When analyzing IMRT treatments it was stated that; the increase in monitor units as well

as increased treated volume—due to a greater amount of treatment fields—were the greatest

factors in possibly causing a secondary malignancy. They used previous research conclusions to

support a thesis that IMRT raises a person’s probability of radiation induced secondary cancers.

Pediatric patients were specially noted as their greater life expectancy makes these outcomes

more significant. Proton therapy is often utilized as a treatment option for pediatrics due to the

higher integral dose of IMRT. Although, a scattering proton beam, will have to travel through a

large scattering foil and as a byproduct create neutrons. These neutrons, not considered in

prescription dose, will add to the total dose and do not follow the same physics as proton

radiation. They created two propositions to help with these issues. One, to increase the shielding

of the treatment head and reduce radiation leakage. And two, advance the jaws simultaneously to

again reduce leakage this time by the MLCs.

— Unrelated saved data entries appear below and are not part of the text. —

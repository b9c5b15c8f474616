use anyhow::{Context, Result};
use chrono::{Local, NaiveDateTime};

use crate::db::{Database, NewVisit, VisitEvent};

use super::SessionContext;

const ENABLE_LOGS: bool = true;

use crate::{log_info, log_warn};

/// Write path for page visits and read path for the admin view.
#[derive(Clone)]
pub struct AnalyticsReporter {
    db: Database,
}

impl AnalyticsReporter {
    pub fn new(db: Database) -> Self {
        Self { db }
    }

    pub fn database(&self) -> &Database {
        &self.db
    }

    /// Records one page load for `session`, creating its token if needed.
    pub async fn record_visit(&self, session: &mut SessionContext, page: &str) -> Result<()> {
        self.record_visit_at(session, page, Local::now().naive_local())
            .await
            .map(|_| ())
    }

    pub async fn record_visit_at(
        &self,
        session: &mut SessionContext,
        page: &str,
        now: NaiveDateTime,
    ) -> Result<i64> {
        let session_id = session.ensure_session_at(now).to_string();
        let visit = NewVisit::new(now, page, Some(session_id));
        self.db
            .append_visit(&visit)
            .await
            .with_context(|| format!("failed to record visit to '{page}'"))
    }

    /// Like `record_visit`, but a storage failure is logged and reported as
    /// `false` so the page can render regardless.
    pub async fn record_visit_or_warn(&self, session: &mut SessionContext, page: &str) -> bool {
        match self.record_visit(session, page).await {
            Ok(()) => true,
            Err(err) => {
                log_warn!("Visit not recorded: {err:#}");
                false
            }
        }
    }

    pub async fn load_all(&self) -> Result<Vec<VisitEvent>> {
        let visits = self
            .db
            .load_all_visits()
            .await
            .context("failed to load visit log")?;
        log_info!("Loaded {} visits from {}", visits.len(), self.db.path().display());
        Ok(visits)
    }
}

As a retrospective analysis, strong references and implemented gold standards provide a

foundation to support their hypothesis. Using large scale studies provided the study with

reliability. However, more data need to be brought in and evaluated to further enhance their

conclusions. A well-defined meta-analysis on a specific topic would have greater traction

clinically. This would also offer more validity to the claims they are making.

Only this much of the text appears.